INVEROSIMIL

INVEROSIMIL

La segunda ronda de café. El sol del mediodía entra por la vidriera del bar, los muchachos estiran perezosos la vuelta al trabajo. Es octubre, la fiaca se vuelve inevitable a esta altura del año, la conversación deriva sin cauce en busca de sostener la sobremesa.

Andrés es el dueño del taller. Mientras él mantenga la charla, todos quedan eximidos de volver al trabajo: ha comenzado a contar algo.

Ocurrió cuando era joven y recién había puesto el taller. En esa época, una de las tantas de malaria que me tocaron vivir, arreglaba cualquier cosa a cualquier cliente. Fue entonces cuando apareció el churrero de la estación Lomas para que le arreglara una catramina que tenía. Para él era cuestión de vida o muerte, porque vivía en Puente La Noria y todos los días tenía que remolcar el carrito hasta la estación; el tipo estaba desesperado. El auto no daba para más, era un Falcon refundido. Le tenía que hacer el motor y no podía juntar la plata de la rectificadora, porque, con cinco hijos y pagando un flete todos los días para llevar el carrito, se le iba toda la ganancia. Los últimos tiempos se quedaba a dormir en la estación cuidando el carrito para ahorrar el flete.

Un día, sin embargo, apareció con la plata y me pagó todo junto: la rectificadora y mi trabajo, todo por adelantado.

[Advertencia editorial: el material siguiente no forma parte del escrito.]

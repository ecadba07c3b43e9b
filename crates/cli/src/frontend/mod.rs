//! Argument parsing, settings resolution and command execution.

mod arguments;
mod execution;
mod settings;

pub use arguments::{CommandRequest, ParsedArgs, parse_args};
pub(crate) use arguments::PROGRAM_NAME;
pub(crate) use execution::execute;
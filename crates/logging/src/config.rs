//! crates/logging/src/config.rs
//! Verbosity configuration derived from `-v` counts and `--debug` topics.

use tracing::level_filters::LevelFilter;
use tracing_subscriber::EnvFilter;

use super::levels::Topic;

/// Environment variable whose directives override the computed filter.
pub const LOG_ENV_VAR: &str = "PAGESHIFT_LOG";

/// How much diagnostic output the tools emit on stderr.
#[derive(Clone, Debug, Default, Eq, PartialEq)]
#[cfg_attr(feature = "serde", derive(serde::Serialize, serde::Deserialize))]
pub struct VerbosityConfig {
    /// Number of `-v` flags given.
    pub verbose: u8,
    /// Topics raised to debug level regardless of `verbose`.
    pub debug_topics: Vec<Topic>,
}

impl VerbosityConfig {
    /// Creates a configuration for the given `-v` count.
    ///
    /// | level | filter |
    /// |-------|--------|
    /// | 0     | warn   |
    /// | 1     | info   |
    /// | 2     | debug  |
    /// | 3+    | trace  |
    #[must_use]
    pub const fn from_verbose_level(level: u8) -> Self {
        Self {
            verbose: level,
            debug_topics: Vec::new(),
        }
    }

    /// Raises the listed topics to debug level.
    #[must_use]
    pub fn with_debug_topics(mut self, topics: impl IntoIterator<Item = Topic>) -> Self {
        for topic in topics {
            if !self.debug_topics.contains(&topic) {
                self.debug_topics.push(topic);
            }
        }
        self
    }

    /// Global level implied by the `-v` count.
    #[must_use]
    pub const fn level_filter(&self) -> LevelFilter {
        match self.verbose {
            0 => LevelFilter::WARN,
            1 => LevelFilter::INFO,
            2 => LevelFilter::DEBUG,
            _ => LevelFilter::TRACE,
        }
    }

    /// Directive string equivalent to this configuration, e.g.
    /// `warn,pageshift::search=debug`.
    #[must_use]
    pub fn directives(&self) -> String {
        let global = self.level_filter();
        let mut directives = global.to_string().to_ascii_lowercase();
        if global < LevelFilter::DEBUG {
            for topic in &self.debug_topics {
                directives.push(',');
                directives.push_str(&topic.target());
                directives.push_str("=debug");
            }
        }
        directives
    }

    /// Builds the subscriber filter.
    ///
    /// When `PAGESHIFT_LOG` holds a non-empty value its directives are used
    /// verbatim; otherwise the filter follows [`Self::directives`].
    pub fn to_env_filter(&self) -> Result<EnvFilter, tracing_subscriber::filter::ParseError> {
        match std::env::var(LOG_ENV_VAR) {
            Ok(value) if !value.trim().is_empty() => EnvFilter::try_new(value),
            _ => EnvFilter::try_new(self.directives()),
        }
    }
}
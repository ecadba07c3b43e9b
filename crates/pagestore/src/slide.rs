//! crates/pagestore/src/slide.rs
//!
//! Rebuilding displaced copies of a page.

use crate::error::{StoreError, StoreResult};

/// Fill byte used when none is given.
pub const DEFAULT_FILL: u8 = 0x00;

/// Returns `page` pushed forward by `shift` bytes.
///
/// The first `shift` bytes are `payload` followed by repetitions of `fill`;
/// the original content follows and the result is truncated to
/// `page.len()`. A shift at or beyond the page length yields a page made of
/// prefix bytes only.
pub fn slide_page(page: &[u8], shift: usize, fill: u8, payload: &[u8]) -> StoreResult<Vec<u8>> {
    if payload.len() > shift {
        return Err(StoreError::PayloadTooLong {
            payload_len: payload.len(),
            shift,
        });
    }

    let len = page.len();
    let mut out = Vec::with_capacity(len);
    out.extend_from_slice(payload);
    out.resize(shift, fill);
    out.extend_from_slice(&page[..len.saturating_sub(shift)]);
    out.truncate(len);
    Ok(out)
}
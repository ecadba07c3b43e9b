//! Shared fixtures for the pageshift test suites.
//!
//! Pages are generated from a seeded xorshift stream so every test sees the
//! same bytes on every run without depending on a random number crate.

use std::fs;
use std::io;
use std::path::{Path, PathBuf};

use tempfile::TempDir;

/// Default page size used by the fixtures.
pub const PAGE_SIZE: usize = 4096;

/// Returns `len` pseudo-random bytes derived from `seed`.
pub fn noise(len: usize, seed: u32) -> Vec<u8> {
    let mut state = seed.max(1);
    (0..len)
        .map(|_| {
            state ^= state << 13;
            state ^= state >> 17;
            state ^= state << 5;
            (state >> 24) as u8
        })
        .collect()
}

/// Returns a pseudo-random page of [`PAGE_SIZE`] bytes.
pub fn noise_page(seed: u32) -> Vec<u8> {
    noise(PAGE_SIZE, seed)
}

/// Returns `page` displaced by `shift` bytes: `shift` copies of `fill`
/// followed by the page, truncated to the original length.
pub fn slid(page: &[u8], shift: usize, fill: u8) -> Vec<u8> {
    let shift = shift.min(page.len());
    let mut out = vec![fill; shift];
    out.extend_from_slice(&page[..page.len() - shift]);
    out
}

/// Returns a copy of `page` with every byte at `positions` inverted.
pub fn with_flipped(page: &[u8], positions: &[usize]) -> Vec<u8> {
    let mut out = page.to_vec();
    for &position in positions {
        out[position] = !out[position];
    }
    out
}

/// Temporary directory holding page files named `{id}_{suffix}`.
pub struct PageDir {
    dir: TempDir,
}

impl PageDir {
    /// Creates an empty page directory.
    pub fn new() -> io::Result<Self> {
        Ok(Self {
            dir: TempDir::new()?,
        })
    }

    /// Directory path.
    pub fn path(&self) -> &Path {
        self.dir.path()
    }

    /// Writes `bytes` as the page identified by `id`.
    pub fn write_page(&self, id: u64, bytes: &[u8]) -> io::Result<PathBuf> {
        let path = self.dir.path().join(format!("{id}_page.dmp"));
        fs::write(&path, bytes)?;
        Ok(path)
    }

    /// Writes an arbitrary file into the directory.
    pub fn write_file(&self, name: &str, contents: &[u8]) -> io::Result<PathBuf> {
        let path = self.dir.path().join(name);
        fs::write(&path, contents)?;
        Ok(path)
    }
}
//! crates/displacement/src/batch.rs
//!
//! Classification of many independent page pairs.
//!
//! Each pair is classified on its own with no shared mutable state, so with
//! the `parallel` feature the work is spread across the rayon thread pool.
//! Output order always matches input order.

#[cfg(feature = "parallel")]
use rayon::prelude::*;

use crate::classifier::Classifier;
use crate::verdict::Verdict;

/// Two page buffers to be classified together.
pub trait PagePair {
    /// First page of the pair.
    fn first(&self) -> &[u8];
    /// Second page of the pair.
    fn second(&self) -> &[u8];
}

impl<A, B> PagePair for (A, B)
where
    A: AsRef<[u8]>,
    B: AsRef<[u8]>,
{
    fn first(&self) -> &[u8] {
        self.0.as_ref()
    }

    fn second(&self) -> &[u8] {
        self.1.as_ref()
    }
}

impl Classifier {
    /// Classifies every pair, returning verdicts in input order.
    #[cfg(feature = "parallel")]
    pub fn classify_all<P>(&self, pairs: &[P]) -> Vec<Verdict>
    where
        P: PagePair + Sync,
    {
        #[cfg(feature = "tracing")]
        tracing::debug!(target: "pageshift::batch", pairs = pairs.len(), "classifying in parallel");

        pairs
            .par_iter()
            .map(|pair| self.classify(pair.first(), pair.second()))
            .collect()
    }

    /// Classifies every pair, returning verdicts in input order.
    #[cfg(not(feature = "parallel"))]
    pub fn classify_all<P>(&self, pairs: &[P]) -> Vec<Verdict>
    where
        P: PagePair + Sync,
    {
        pairs
            .iter()
            .map(|pair| self.classify(pair.first(), pair.second()))
            .collect()
    }
}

—Tomá —me dijo —te pago todo porque si no me la voy a gastar.

Eran como tres mil pesos de hoy, un montón. No pude con la curiosidad y le dije:

—Flaco, ¿acertaste la quiniela?

Se me enojó. Era buenísimo, pero se enojó, y casi me gritó:

—Y a vos, ¿qué te importa de dónde saco la plata?

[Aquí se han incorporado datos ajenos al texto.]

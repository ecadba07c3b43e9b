//! crates/displacement/src/verdict.rs
//!
//! Classification results and their stable textual descriptions.
//!
//! Downstream tooling groups and filters pairs by matching substrings of the
//! rendered descriptions, so the wording and field order of every template
//! below is fixed.

use std::fmt;

use crate::alignment::Side;
use crate::bulk::ByteDiff;

/// Text flavour used when rendering a [`Verdict`].
#[derive(Clone, Copy, Debug, Default, Eq, PartialEq, Hash)]
#[cfg_attr(feature = "serde", derive(serde::Serialize, serde::Deserialize))]
#[cfg_attr(feature = "serde", serde(rename_all = "snake_case"))]
pub enum DescriptionStyle {
    /// Plain English, suitable for logs and tables.
    #[default]
    Plain,
    /// LaTeX math markup, suitable for figure captions and legends.
    Latex,
}

/// Structural explanation of why two pages look alike.
#[derive(Clone, Debug, Eq, PartialEq)]
#[cfg_attr(feature = "serde", derive(serde::Serialize, serde::Deserialize))]
#[cfg_attr(feature = "serde", serde(tag = "kind", rename_all = "snake_case"))]
pub enum Verdict {
    /// One page is the other displaced by `shift` bytes, without a single
    /// mismatching byte in the overlap.
    ExactShift {
        /// Displacement in bytes.
        shift: usize,
        /// Page the displacement applies to.
        side: Side,
        /// The shift exceeds the configured low-confidence boundary.
        low_confidence: bool,
    },
    /// One page is the other displaced by `shift` bytes, with `diff_count`
    /// mismatching bytes in the overlap.
    ThresholdShift {
        /// Displacement in bytes.
        shift: usize,
        /// Page the displacement applies to.
        side: Side,
        /// Mismatching bytes inside the overlap.
        diff_count: usize,
        /// The shift exceeds the configured low-confidence boundary.
        low_confidence: bool,
    },
    /// The pages match at zero shift except for the listed positions.
    BulkEqual {
        /// Differing positions in ascending order.
        diffs: Vec<ByteDiff>,
    },
    /// No structural relationship was found within the configured tolerances.
    Undetermined,
    /// At least one buffer did not have the expected page size.
    SizeError {
        /// Length of the first buffer.
        first_len: usize,
        /// Length of the second buffer.
        second_len: usize,
    },
}

impl Verdict {
    /// Short machine-friendly name of the verdict category.
    pub const fn kind(&self) -> &'static str {
        match self {
            Self::ExactShift { .. } => "exact_shift",
            Self::ThresholdShift { .. } => "threshold_shift",
            Self::BulkEqual { .. } => "bulk_equal",
            Self::Undetermined => "undetermined",
            Self::SizeError { .. } => "size_error",
        }
    }

    /// Displacement carried by shift verdicts.
    pub const fn shift(&self) -> Option<(usize, Side)> {
        match *self {
            Self::ExactShift { shift, side, .. } | Self::ThresholdShift { shift, side, .. } => {
                Some((shift, side))
            }
            _ => None,
        }
    }

    /// Number of differing bytes the verdict accounts for.
    pub fn diff_count(&self) -> Option<usize> {
        match self {
            Self::ExactShift { .. } => Some(0),
            Self::ThresholdShift { diff_count, .. } => Some(*diff_count),
            Self::BulkEqual { diffs } => Some(diffs.len()),
            Self::Undetermined | Self::SizeError { .. } => None,
        }
    }

    /// Returns `true` for shift verdicts flagged as unreliable.
    pub const fn is_low_confidence(&self) -> bool {
        matches!(
            self,
            Self::ExactShift {
                low_confidence: true,
                ..
            } | Self::ThresholdShift {
                low_confidence: true,
                ..
            }
        )
    }

    /// Returns `true` when the verdict states the pages are byte-identical.
    pub fn is_identical(&self) -> bool {
        match self {
            Self::ExactShift { shift, .. } => *shift == 0,
            Self::BulkEqual { diffs } => diffs.is_empty(),
            _ => false,
        }
    }

    /// Returns `true` for [`Verdict::SizeError`].
    pub const fn is_size_error(&self) -> bool {
        matches!(self, Self::SizeError { .. })
    }

    /// Renders the description in the requested style.
    pub fn render(&self, style: DescriptionStyle) -> String {
        match style {
            DescriptionStyle::Plain => self.to_string(),
            DescriptionStyle::Latex => self.render_latex(),
        }
    }

    fn render_latex(&self) -> String {
        let mut text = match self {
            Self::ExactShift { shift, side, .. } => format!("$\\Delta = {shift}$ ({side})"),
            Self::ThresholdShift {
                shift,
                side,
                diff_count,
                ..
            } => format!("$\\Delta = {shift}$ ({side}) + {diff_count}B different"),
            Self::BulkEqual { diffs } => format!("{}B different", diffs.len()),
            Self::Undetermined => "undefined".to_owned(),
            Self::SizeError { .. } => "size mismatch error".to_owned(),
        };
        if self.is_low_confidence() {
            text.push_str(" (low confidence)");
        }
        text
    }
}

impl fmt::Display for Verdict {
    fn fmt(&self, f: &mut fmt::Formatter<'_>) -> fmt::Result {
        match self {
            Self::ExactShift { shift, side, .. } => {
                write!(f, "shift of {shift} bytes over side {side}")?;
            }
            Self::ThresholdShift {
                shift,
                side,
                diff_count,
                ..
            } => write!(
                f,
                "shift of {shift} bytes over side {side} + {diff_count} differing bytes"
            )?,
            Self::BulkEqual { diffs } => write!(f, "{} differing bytes", diffs.len())?,
            Self::Undetermined => f.write_str("undefined")?,
            Self::SizeError {
                first_len,
                second_len,
            } => write!(
                f,
                "size mismatch error ({first_len} vs {second_len} bytes)"
            )?,
        }
        if self.is_low_confidence() {
            f.write_str(" (low confidence)")?;
        }
        Ok(())
    }
}

#[cfg(test)]
mod tests {
    use super::*;

    fn exact(shift: usize, side: Side, low_confidence: bool) -> Verdict {
        Verdict::ExactShift {
            shift,
            side,
            low_confidence,
        }
    }

    mod plain_rendering {
        use super::*;

        #[test]
        fn exact_shift() {
            assert_eq!(
                exact(10, Side::OverFirst, false).to_string(),
                "shift of 10 bytes over side 1"
            );
        }

        #[test]
        fn exact_shift_low_confidence() {
            assert_eq!(
                exact(3000, Side::OverSecond, true).to_string(),
                "shift of 3000 bytes over side 2 (low confidence)"
            );
        }

        #[test]
        fn threshold_shift() {
            let verdict = Verdict::ThresholdShift {
                shift: 5,
                side: Side::OverFirst,
                diff_count: 1,
                low_confidence: false,
            };
            assert_eq!(
                verdict.to_string(),
                "shift of 5 bytes over side 1 + 1 differing bytes"
            );
        }

        #[test]
        fn bulk_equal() {
            let verdict = Verdict::BulkEqual {
                diffs: vec![
                    ByteDiff {
                        position: 1,
                        first: 0,
                        second: 1
                    };
                    3
                ],
            };
            assert_eq!(verdict.to_string(), "3 differing bytes");
        }

        #[test]
        fn undetermined() {
            assert_eq!(Verdict::Undetermined.to_string(), "undefined");
        }

        #[test]
        fn size_error() {
            let verdict = Verdict::SizeError {
                first_len: 4095,
                second_len: 4096,
            };
            assert_eq!(
                verdict.to_string(),
                "size mismatch error (4095 vs 4096 bytes)"
            );
            assert!(verdict.to_string().contains("size mismatch error"));
        }
    }

    mod latex_rendering {
        use super::*;

        #[test]
        fn exact_shift() {
            assert_eq!(
                exact(0, Side::OverFirst, false).render(DescriptionStyle::Latex),
                r"$\Delta = 0$ (1)"
            );
        }

        #[test]
        fn threshold_shift() {
            let verdict = Verdict::ThresholdShift {
                shift: 12,
                side: Side::OverSecond,
                diff_count: 2,
                low_confidence: false,
            };
            assert_eq!(
                verdict.render(DescriptionStyle::Latex),
                r"$\Delta = 12$ (2) + 2B different"
            );
        }

        #[test]
        fn low_confidence_suffix() {
            assert_eq!(
                exact(4000, Side::OverFirst, true).render(DescriptionStyle::Latex),
                r"$\Delta = 4000$ (1) (low confidence)"
            );
        }

        #[test]
        fn plain_style_matches_display() {
            let verdict = Verdict::Undetermined;
            assert_eq!(verdict.render(DescriptionStyle::Plain), verdict.to_string());
        }
    }

    mod accessors {
        use super::*;

        #[test]
        fn kind_names() {
            assert_eq!(exact(1, Side::OverFirst, false).kind(), "exact_shift");
            assert_eq!(Verdict::Undetermined.kind(), "undetermined");
            assert_eq!(
                Verdict::SizeError {
                    first_len: 0,
                    second_len: 0
                }
                .kind(),
                "size_error"
            );
        }

        #[test]
        fn shift_accessor() {
            assert_eq!(
                exact(7, Side::OverSecond, false).shift(),
                Some((7, Side::OverSecond))
            );
            assert_eq!(Verdict::Undetermined.shift(), None);
        }

        #[test]
        fn diff_count_accessor() {
            assert_eq!(exact(7, Side::OverSecond, false).diff_count(), Some(0));
            assert_eq!(Verdict::BulkEqual { diffs: Vec::new() }.diff_count(), Some(0));
            assert_eq!(Verdict::Undetermined.diff_count(), None);
        }

        #[test]
        fn identical_detection() {
            assert!(exact(0, Side::OverFirst, false).is_identical());
            assert!(!exact(1, Side::OverFirst, false).is_identical());
            assert!(Verdict::BulkEqual { diffs: Vec::new() }.is_identical());
            assert!(!Verdict::Undetermined.is_identical());
        }

        #[test]
        fn size_error_distinct_from_undetermined() {
            let size = Verdict::SizeError {
                first_len: 1,
                second_len: 2,
            };
            assert!(size.is_size_error());
            assert!(!Verdict::Undetermined.is_size_error());
            assert_ne!(size.kind(), Verdict::Undetermined.kind());
        }
    }
}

Lo vi tan malo que le pedí disculpas.
A los quince días vino a buscar el auto. Lo probamos ida y vuelta por el camino negro. El churrero lo manejaba, yo iba de acompañante. Entonces me fijé que tenía un reloj de oro en la muñeca. ¿Era un Orient? No, era un Omega de la gran puta. No me animé a preguntarle pero el tipo se dio cuenta de que lo estaba mirando, así que solito se largó:

—No vas a creer que lo robé ¿no?

—No, yo no opino nada —le dije. —A ver si te enojás…

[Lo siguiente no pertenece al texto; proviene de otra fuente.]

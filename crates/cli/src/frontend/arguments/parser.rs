use std::ffi::OsString;
use std::path::PathBuf;

use clap::builder::PossibleValuesParser;
use clap::{Arg, ArgAction, ArgMatches, Command, value_parser};
use displacement::DescriptionStyle;
use logging::{Topic, parse_topic_list};

use super::parsed_args::{CommandRequest, ParsedArgs};

/// Program name used when the argument list is empty.
pub(crate) const PROGRAM_NAME: &str = "pageshift";

const DEFAULT_TOP: &str = "10";

/// Builds the `clap` command used for parsing.
pub(crate) fn clap_command() -> Command {
    Command::new(PROGRAM_NAME)
        .version(env!("CARGO_PKG_VERSION"))
        .about("Explains why two memory pages look alike")
        .subcommand_required(true)
        .arg_required_else_help(true)
        .arg(
            Arg::new("verbose")
                .long("verbose")
                .short('v')
                .help("Increase diagnostic output (repeatable).")
                .action(ArgAction::Count)
                .global(true),
        )
        .arg(
            Arg::new("debug")
                .long("debug")
                .value_name("TOPICS")
                .help("Enable debug output for search, bulk, policy, store, batch or all.")
                .action(ArgAction::Append)
                .value_parser(parse_topics)
                .global(true),
        )
        .arg(
            Arg::new("dir")
                .long("dir")
                .short('d')
                .value_name("DIR")
                .help("Directory holding the {id}_* page files.")
                .default_value(".")
                .value_parser(value_parser!(PathBuf))
                .global(true),
        )
        .arg(
            Arg::new("config")
                .long("config")
                .value_name("FILE")
                .help("Read classifier settings from a JSON file.")
                .value_parser(value_parser!(PathBuf))
                .global(true),
        )
        .arg(
            Arg::new("page-size")
                .long("page-size")
                .value_name("BYTES")
                .help("Expected page size.")
                .value_parser(value_parser!(usize))
                .global(true),
        )
        .arg(
            Arg::new("budget")
                .long("budget")
                .value_name("BYTES")
                .help("Mismatches tolerated by the tolerant shift search.")
                .value_parser(value_parser!(usize))
                .global(true),
        )
        .arg(
            Arg::new("bulk-threshold")
                .long("bulk-threshold")
                .value_name("RATIO")
                .help("Fraction of equal bytes above which pages are bulk-equal.")
                .value_parser(value_parser!(f64))
                .global(true),
        )
        .arg(
            Arg::new("low-confidence-ratio")
                .long("low-confidence-ratio")
                .value_name("RATIO")
                .help("Fraction of the page size beyond which a shift is low confidence.")
                .value_parser(value_parser!(f64))
                .global(true),
        )
        .arg(
            Arg::new("style")
                .long("style")
                .value_name("STYLE")
                .help("Description style.")
                .default_value("plain")
                .value_parser(PossibleValuesParser::new(["plain", "latex"]))
                .global(true),
        )
        .subcommand(
            Command::new("compare")
                .about("Classify one page pair")
                .arg(page_id_arg("first", "First page id."))
                .arg(page_id_arg("second", "Second page id."))
                .arg(
                    Arg::new("show-diff")
                        .long("show-diff")
                        .help("Append a side-by-side hex dump of both pages.")
                        .action(ArgAction::SetTrue),
                )
                .arg(
                    Arg::new("json")
                        .long("json")
                        .help("Print one JSON object instead of the narration.")
                        .action(ArgAction::SetTrue),
                ),
        )
        .subcommand(
            Command::new("batch")
                .about("Classify every pair listed in a collision log")
                .arg(
                    Arg::new("log")
                        .value_name("LOG")
                        .required(true)
                        .value_parser(value_parser!(PathBuf)),
                )
                .arg(
                    Arg::new("keep-all")
                        .long("keep-all")
                        .help("Keep size errors, zero shifts and repeated first pages.")
                        .action(ArgAction::SetTrue),
                ),
        )
        .subcommand(
            Command::new("slide")
                .about("Write a copy of a page displaced by SHIFT bytes")
                .arg(page_id_arg("id", "Source page id."))
                .arg(
                    Arg::new("shift")
                        .value_name("SHIFT")
                        .required(true)
                        .value_parser(value_parser!(usize)),
                )
                .arg(
                    Arg::new("fill")
                        .long("fill")
                        .value_name("HEX")
                        .help("Fill byte, e.g. 00, ff or 0xAA.")
                        .default_value("00")
                        .value_parser(parse_fill),
                )
                .arg(
                    Arg::new("payload")
                        .long("payload")
                        .value_name("FILE")
                        .help("Bytes placed before the fill.")
                        .value_parser(value_parser!(PathBuf)),
                )
                .arg(
                    Arg::new("output")
                        .long("output")
                        .short('o')
                        .value_name("OUT")
                        .required(true)
                        .value_parser(value_parser!(PathBuf)),
                ),
        )
        .subcommand(
            Command::new("histogram")
                .about("List the most frequent byte values of a page")
                .arg(page_id_arg("id", "Page id."))
                .arg(
                    Arg::new("top")
                        .long("top")
                        .value_name("N")
                        .default_value(DEFAULT_TOP)
                        .value_parser(value_parser!(usize)),
                ),
        )
}

fn page_id_arg(name: &'static str, help: &'static str) -> Arg {
    Arg::new(name)
        .value_name("ID")
        .help(help)
        .required(true)
        .value_parser(value_parser!(u64))
}

fn parse_topics(text: &str) -> Result<Vec<Topic>, String> {
    parse_topic_list(text).map_err(|error| error.to_string())
}

fn parse_fill(text: &str) -> Result<u8, String> {
    let trimmed = text.trim();
    let digits = trimmed
        .strip_prefix("0x")
        .or_else(|| trimmed.strip_prefix("0X"))
        .unwrap_or(trimmed);
    u8::from_str_radix(digits, 16).map_err(|_| format!("'{text}' is not a hexadecimal byte"))
}

/// Parses command-line arguments into a [`ParsedArgs`] structure.
pub fn parse_args<I, S>(arguments: I) -> Result<ParsedArgs, clap::Error>
where
    I: IntoIterator<Item = S>,
    S: Into<OsString>,
{
    let mut args: Vec<OsString> = arguments.into_iter().map(Into::into).collect();
    if args.is_empty() {
        args.push(OsString::from(PROGRAM_NAME));
    }

    let mut matches = clap_command().try_get_matches_from(args)?;
    let missing = || {
        clap_command().error(
            clap::error::ErrorKind::MissingSubcommand,
            "a subcommand is required",
        )
    };
    // Global options are propagated into the subcommand matches.
    let (name, mut sub) = matches.remove_subcommand().ok_or_else(missing)?;

    let verbose = sub.get_count("verbose");
    let mut debug_topics = Vec::new();
    for topic in sub
        .remove_many::<Vec<Topic>>("debug")
        .into_iter()
        .flatten()
        .flatten()
    {
        if !debug_topics.contains(&topic) {
            debug_topics.push(topic);
        }
    }
    let style = match sub.get_one::<String>("style").map(String::as_str) {
        Some("latex") => DescriptionStyle::Latex,
        _ => DescriptionStyle::Plain,
    };

    Ok(ParsedArgs {
        verbose,
        debug_topics,
        dir: sub
            .remove_one::<PathBuf>("dir")
            .unwrap_or_else(|| PathBuf::from(".")),
        config_file: sub.remove_one::<PathBuf>("config"),
        page_size: sub.remove_one::<usize>("page-size"),
        budget: sub.remove_one::<usize>("budget"),
        bulk_threshold: sub.remove_one::<f64>("bulk-threshold"),
        low_confidence_ratio: sub.remove_one::<f64>("low-confidence-ratio"),
        style,
        command: command_request(&name, &mut sub).ok_or_else(missing)?,
    })
}

fn command_request(name: &str, matches: &mut ArgMatches) -> Option<CommandRequest> {
    let request = match name {
        "compare" => CommandRequest::Compare {
            first: matches.remove_one::<u64>("first")?,
            second: matches.remove_one::<u64>("second")?,
            show_diff: matches.get_flag("show-diff"),
            json: matches.get_flag("json"),
        },
        "batch" => CommandRequest::Batch {
            log: matches.remove_one::<PathBuf>("log")?,
            keep_all: matches.get_flag("keep-all"),
        },
        "slide" => CommandRequest::Slide {
            id: matches.remove_one::<u64>("id")?,
            shift: matches.remove_one::<usize>("shift")?,
            fill: matches.remove_one::<u8>("fill")?,
            payload: matches.remove_one::<PathBuf>("payload"),
            output: matches.remove_one::<PathBuf>("output")?,
        },
        "histogram" => CommandRequest::Histogram {
            id: matches.remove_one::<u64>("id")?,
            top: matches.remove_one::<usize>("top")?,
        },
        _ => return None,
    };
    Some(request)
}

—Bueno, te voy a contar de dónde saqué la plata, pero no se lo vayas a decir a nadie ¿eh?

El churrero comenzó a contarme:

—¿Viste que me estaba quedando en la estación para no pagar el flete? Y bueno –siguió. Una tarde se me apareció un tipo ciego, muy bien vestido. Tenía puesto este reloj, traía un bastón blanco y un perro. Se puso a charlar conmigo; se la seguí porque estaba recontra aburrido de estar en el andén. Me empezó a preguntar si tenía familia, si me iba bien, qué sé yo y le terminé contando mi drama. Me hizo algunas preguntas. Después se quedó callado y al rato me dijo:

—Yo también tengo un problema.

—Ya me doy cuenta —pensé yo—, pero, como si me leyera el pensamiento, me dijo: —No es la ceguera, estoy acostumbrado, siempre fui ciego, el problema que tengo es otro. Yo vivía con mi madre y mi hermana, pero se me ha muerto la vieja el año pasado, ahora estoy solo con mi hermana que es soltera. Me arreglo bien porque como le dije, estoy ciego desde chico pero no me falta nada. Mi viejo nos dejó unos alquileres y más o menos podemos vivir, pero tengo un problema de salud: tengo cáncer.

—Bueno, pero ahora el cáncer se cura —le mentí por piedad.

—El mío no y es de huesos, muy doloroso, ya los calmantes no me hacen nada…Lo que yo quiero hacer… es quitarme la vida. Soy un hombre mayor, no tengo nada más que esperar y no quiero sufrir.

Qué le iba a decir, me callé, el tipo tenía razón.

—Bueno, vengo a la estación porque quiero que parezca un accidente –continuó– no quiero que mi hermana, que es muy católica, sufra porque yo me suicidé, no quiero hacer mal a nadie. Pero el problema es por mi limitación: escucho el tren, pero no sé bien por qué andén viene, si está lejos o lo suficientemente cerca, y además no puedo saber si alguno me está mirando y por ahí me quiere sacar. También está el problema del perro que no me deja. Necesito que me ayuden —dejó flotando las palabras y después agregó sin esperar que le contestara:

—No lo conozco, pero a lo mejor usted puede y yo lo compensaría.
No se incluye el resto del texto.